Why do Blueline buses continue to kill?

In July the Times of India reported that Delhi State's Transport Minister, Haroon Yusuf, would pray at Ajmer for respite from deaths caused by Blueline buses.

Either the visit didn't happen or the Spirit at the Dargah wasn't mollified because deaths from Blueline buses have continued.

Seven people, including five women, were killed in Badarpur area on Sunday morning when an overspeeding Blueline bus rammed into people crossing a road, triggering protests by angry onlookers who indulged in stone pelting and tried to set the bus afire.

Blueline bus kills seven in Delhi-Delhi-Cities-The Times of India

Not only the prayers, nothing else seems to work either:

  1. Speed governors. (Easily tampered with. Or, maybe with some difficulty.)
  2. A crackdown on the buses. (Whatever that means.)
  3. Action against errant drivers. (Not much it seems, because it hasn't made a difference to their behaviour.)
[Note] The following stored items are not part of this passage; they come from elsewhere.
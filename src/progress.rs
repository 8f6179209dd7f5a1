use indicatif::{ProgressBar, ProgressStyle};

const TEMPLATE: &str = "{spinner:.green} [{elapsed_precise}] [{bar:40.cyan/blue}] {pos}/{len} {msg}";

// Progress bar for `len` steps. Hidden when stderr is not a terminal.
pub fn progress_bar(len: usize, message: &'static str) -> ProgressBar {
    let pb = ProgressBar::new(len as u64);
    if let Ok(style) = ProgressStyle::with_template(TEMPLATE) {
        pb.set_style(style.progress_chars("#>-"));
    }
    pb.set_message(message);
    pb
}
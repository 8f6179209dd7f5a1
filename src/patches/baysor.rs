// Running Baysor on transcript patches.

use log::{debug, info};
use regex::Regex;
use std::env;
use std::ffi::OsString;
use std::fs;
use std::path::{Path, PathBuf};
use std::process::Command;
use toml::{Table, Value};

use super::methods::PatchOutput;
use super::Patch;
use crate::errors::{Result, SegmentationError};

pub const ARTIFACT_FILE: &str = "segmentation_counts.loom";
pub const POLYGONS_FILE: &str = "segmentation_polygons.json";
pub const CONFIG_FILE: &str = "config.toml";
pub const TRANSCRIPTS_FILE: &str = "transcripts.csv";

// First release accepting `--polygon-format`.
const POLYGON_FORMAT_VERSION: (u32, u32, u32) = (0, 7, 0);

/// How polygons are requested on the command line, which changed in 0.7.0.
#[derive(Clone, Copy, Debug, PartialEq, Eq)]
pub enum PolygonFormat {
    GeometryCollection,
    LegacyGeoJson,
}

/// Locate the baysor executable: on the `PATH`, or where the julia package
/// manager installs it.
pub fn find_executable() -> Result<PathBuf> {
    let cwd = env::current_dir().map_err(|err| SegmentationError::io(".", err))?;
    find_executable_in(env::var_os("PATH"), env::var_os("HOME"), &cwd)
}

fn find_executable_in(paths: Option<OsString>, home: Option<OsString>, cwd: &Path) -> Result<PathBuf> {
    if let Ok(path) = which::which_in("baysor", paths, cwd) {
        return Ok(path);
    }

    if let Some(home) = home {
        let default_path = PathBuf::from(home).join(".julia").join("bin").join("baysor");
        if default_path.is_file() {
            return Ok(default_path);
        }
    }

    Err(SegmentationError::Input(
        "baysor executable not found. Install baysor and put it on the PATH, or in ~/.julia/bin/baysor"
            .to_string(),
    ))
}

fn parse_version(text: &str) -> Option<(u32, u32, u32)> {
    let re = Regex::new(r"(\d+)\.(\d+)\.(\d+)").ok()?;
    let caps = re.captures(text)?;
    Some((
        caps[1].parse().ok()?,
        caps[2].parse().ok()?,
        caps[3].parse().ok()?,
    ))
}

fn format_for_version(version: Option<(u32, u32, u32)>) -> PolygonFormat {
    match version {
        Some(version) if version >= POLYGON_FORMAT_VERSION => PolygonFormat::GeometryCollection,
        _ => PolygonFormat::LegacyGeoJson,
    }
}

// Ask the executable for its version. Anything unparseable is treated as an
// old release.
fn detect_polygon_format(executable: &Path) -> PolygonFormat {
    let version = Command::new(executable)
        .arg("--version")
        .output()
        .ok()
        .and_then(|output| parse_version(&String::from_utf8_lossy(&output.stdout)));
    debug!("baysor version: {:?}", version);
    format_for_version(version)
}

/// Arguments to `baysor`, run from a patch directory.
pub fn baysor_args(format: PolygonFormat, prior_shapes_key: Option<&str>) -> Vec<String> {
    let mut args = vec!["run".to_string()];
    match format {
        PolygonFormat::GeometryCollection => {
            args.extend(["--polygon-format".to_string(), "GeometryCollection".to_string()])
        }
        PolygonFormat::LegacyGeoJson => {
            args.extend(["--save-polygons".to_string(), "GeoJSON".to_string()])
        }
    }
    args.extend([
        "-c".to_string(),
        CONFIG_FILE.to_string(),
        TRANSCRIPTS_FILE.to_string(),
    ]);
    if let Some(key) = prior_shapes_key {
        args.push(format!(":{}", key));
    }
    args
}

/// Config used when none is given, reading transcripts from columns `x`,
/// `y`, and `gene_column`.
pub fn default_config(gene_column: &str) -> Table {
    let mut data = Table::new();
    data.insert("x".to_string(), Value::String("x".to_string()));
    data.insert("y".to_string(), Value::String("y".to_string()));
    data.insert("gene".to_string(), Value::String(gene_column.to_string()));
    data.insert("min_molecules_per_gene".to_string(), Value::Integer(10));
    data.insert("min_molecules_per_cell".to_string(), Value::Integer(20));
    data.insert("force_2d".to_string(), Value::Boolean(true));

    let mut segmentation = Table::new();
    segmentation.insert(
        "prior_segmentation_confidence".to_string(),
        Value::Float(0.8),
    );

    let mut config = Table::new();
    config.insert("data".to_string(), Value::Table(data));
    config.insert("segmentation".to_string(), Value::Table(segmentation));
    config
}

pub fn read_config(path: &Path) -> Result<Table> {
    let text = fs::read_to_string(path).map_err(|err| SegmentationError::io(path, err))?;
    Ok(text.parse::<Table>()?)
}

fn gene_column(config: &Table) -> Option<&str> {
    config
        .get("data")
        .and_then(|data| data.get("gene"))
        .and_then(Value::as_str)
        .filter(|gene| !gene.is_empty())
}

pub struct Baysor {
    executable: PathBuf,
    artifact: PathBuf,
    format: PolygonFormat,
    prior_shapes_key: Option<String>,
    config: Table,
}

impl Baysor {
    /// Set up a run with `executable`, probing its version to decide how to
    /// request polygons.
    pub fn new(executable: PathBuf, config: Table, prior_shapes_key: Option<String>) -> Result<Self> {
        let format = detect_polygon_format(&executable);
        Self::with_format(executable, config, format, prior_shapes_key)
    }

    pub fn with_format(
        executable: PathBuf,
        config: Table,
        format: PolygonFormat,
        prior_shapes_key: Option<String>,
    ) -> Result<Self> {
        if gene_column(&config).is_none() {
            return Err(SegmentationError::Input(
                "gene column not found in config['data']['gene']".to_string(),
            ));
        }

        Ok(Baysor {
            executable,
            artifact: PathBuf::from(ARTIFACT_FILE),
            format,
            prior_shapes_key,
            config,
        })
    }

    pub fn output() -> PatchOutput {
        PatchOutput::Polygons(PathBuf::from(POLYGONS_FILE))
    }

    pub fn executable(&self) -> &Path {
        &self.executable
    }

    pub fn artifact(&self) -> &Path {
        &self.artifact
    }

    pub fn gene_column(&self) -> &str {
        gene_column(&self.config).unwrap_or_default()
    }

    pub fn args(&self) -> Vec<String> {
        baysor_args(self.format, self.prior_shapes_key.as_deref())
    }

    /// Write the config into every patch directory.
    pub fn write_configs(&self, patches: &[Patch]) -> Result<()> {
        let text = toml::to_string(&self.config)?;
        for patch in patches {
            let path = patch.path(Path::new(CONFIG_FILE));
            fs::write(&path, &text).map_err(|err| SegmentationError::io(&path, err))?;
        }
        info!(
            "Wrote baysor config (gene column '{}') to {} patches",
            self.gene_column(),
            patches.len()
        );
        Ok(())
    }
}

#[cfg(test)]
mod tests {
    use super::*;
    use crate::patches::methods::SegmentationMethod;
    use crate::patches::tests::make_patches;
    use crate::patches::{PatchExecutor, PatchSegmenter, Scheduler};
    use std::os::unix::fs::PermissionsExt;

    #[test]
    fn test_parse_version() {
        assert_eq!(parse_version("0.7.1\n"), Some((0, 7, 1)));
        assert_eq!(parse_version("Baysor v0.6.2"), Some((0, 6, 2)));
        assert_eq!(parse_version("unknown"), None);

        assert_eq!(format_for_version(Some((0, 7, 0))), PolygonFormat::GeometryCollection);
        assert_eq!(format_for_version(Some((1, 0, 0))), PolygonFormat::GeometryCollection);
        assert_eq!(format_for_version(Some((0, 6, 9))), PolygonFormat::LegacyGeoJson);
        assert_eq!(format_for_version(None), PolygonFormat::LegacyGeoJson);
    }

    #[test]
    fn test_baysor_args() {
        assert_eq!(
            baysor_args(PolygonFormat::GeometryCollection, None),
            vec!["run", "--polygon-format", "GeometryCollection", "-c", "config.toml", "transcripts.csv"]
        );
        assert_eq!(
            baysor_args(PolygonFormat::LegacyGeoJson, Some("cell_id")),
            vec!["run", "--save-polygons", "GeoJSON", "-c", "config.toml", "transcripts.csv", ":cell_id"]
        );
    }

    #[test]
    fn test_config_requires_gene() {
        let mut config = default_config("feature_name");
        config.remove("data");
        let result = Baysor::with_format(
            PathBuf::from("baysor"),
            config,
            PolygonFormat::GeometryCollection,
            None,
        );
        assert!(matches!(result, Err(SegmentationError::Input(_))));

        let config: Table = "[data]\nx = \"x\"\ngene = \"\"\n".parse().unwrap();
        let result = Baysor::with_format(PathBuf::from("baysor"), config, PolygonFormat::LegacyGeoJson, None);
        assert!(matches!(result, Err(SegmentationError::Input(_))));
    }

    #[test]
    fn test_write_configs() {
        let cache = tempfile::tempdir().unwrap();
        let patches = make_patches(cache.path(), 2);

        let baysor = Baysor::with_format(
            PathBuf::from("baysor"),
            default_config("feature_name"),
            PolygonFormat::GeometryCollection,
            None,
        )
        .unwrap();
        assert_eq!(baysor.gene_column(), "feature_name");
        baysor.write_configs(&patches).unwrap();

        for patch in &patches {
            let config = read_config(&patch.dir.join(CONFIG_FILE)).unwrap();
            assert_eq!(config["data"]["gene"].as_str(), Some("feature_name"));
            assert_eq!(config["data"]["min_molecules_per_cell"].as_integer(), Some(20));
            assert_eq!(config["data"]["force_2d"].as_bool(), Some(true));
            assert_eq!(
                config["segmentation"]["prior_segmentation_confidence"].as_float(),
                Some(0.8)
            );
        }
    }

    fn write_script(path: &Path, mode: u32) {
        fs::write(path, "#!/bin/sh\necho 0.7.1\n").unwrap();
        fs::set_permissions(path, fs::Permissions::from_mode(mode)).unwrap();
    }

    #[test]
    fn test_find_executable_skips_non_executable() {
        let decoy = tempfile::tempdir().unwrap();
        let real = tempfile::tempdir().unwrap();
        write_script(&decoy.path().join("baysor"), 0o644);
        write_script(&real.path().join("baysor"), 0o755);

        let paths = env::join_paths([decoy.path(), real.path()]).unwrap();
        let found = find_executable_in(Some(paths), None, real.path()).unwrap();
        assert_eq!(found, real.path().join("baysor"));
    }

    #[test]
    fn test_find_executable_julia_fallback() {
        let empty = tempfile::tempdir().unwrap();
        let home = tempfile::tempdir().unwrap();
        let paths = Some(empty.path().as_os_str().to_owned());

        let result = find_executable_in(paths.clone(), Some(home.path().as_os_str().to_owned()), empty.path());
        assert!(matches!(result, Err(SegmentationError::Input(_))));

        let julia_bin = home.path().join(".julia").join("bin");
        fs::create_dir_all(&julia_bin).unwrap();
        write_script(&julia_bin.join("baysor"), 0o755);
        let found = find_executable_in(paths, Some(home.path().as_os_str().to_owned()), empty.path()).unwrap();
        assert_eq!(found, julia_bin.join("baysor"));
    }

    #[test]
    fn test_run_with_fake_executable() {
        let bin = tempfile::tempdir().unwrap();
        let executable = bin.path().join("baysor");
        fs::write(
            &executable,
            "#!/bin/sh\n\
             if [ \"$1\" = \"--version\" ]; then echo 0.7.1; exit 0; fi\n\
             [ -f config.toml ] || exit 2\n\
             echo \"$@\" > args.txt\n\
             touch segmentation_counts.loom\n",
        )
        .unwrap();
        fs::set_permissions(&executable, fs::Permissions::from_mode(0o755)).unwrap();

        let cache = tempfile::tempdir().unwrap();
        let patches = make_patches(cache.path(), 2);

        let baysor = Baysor::new(executable, default_config("gene"), Some("cell".to_string())).unwrap();
        baysor.write_configs(&patches).unwrap();

        let method = SegmentationMethod::Baysor(baysor);
        assert_eq!(method.artifact(), Path::new(ARTIFACT_FILE));
        assert_eq!(method.output(), PatchOutput::Polygons(PathBuf::from(POLYGONS_FILE)));

        let runs = PatchExecutor::new(false, false)
            .run(&method, &patches, &Scheduler::Sequential)
            .unwrap();
        assert!(runs.iter().all(|run| run.succeeded()));

        for patch in &patches {
            assert!(patch.dir.join(ARTIFACT_FILE).exists());
            let args = fs::read_to_string(patch.dir.join("args.txt")).unwrap();
            assert_eq!(
                args.trim(),
                "run --polygon-format GeometryCollection -c config.toml transcripts.csv :cell"
            );
        }
    }
}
"Technology is the only way out of this mess," according to Mr Yusuf. And some technology solutions are being thought up.

But my question is: Who or what created the mess in the first place? It should be obvious that the answer is incorrectly aligned incentives!

It pays to speed. And the returns aren't offset by penalties, whether you are caught speeding or arrested after the accident.

What would fix the problem then? Adjusting the incentives, of course. But that seems to be difficult to do for some reason.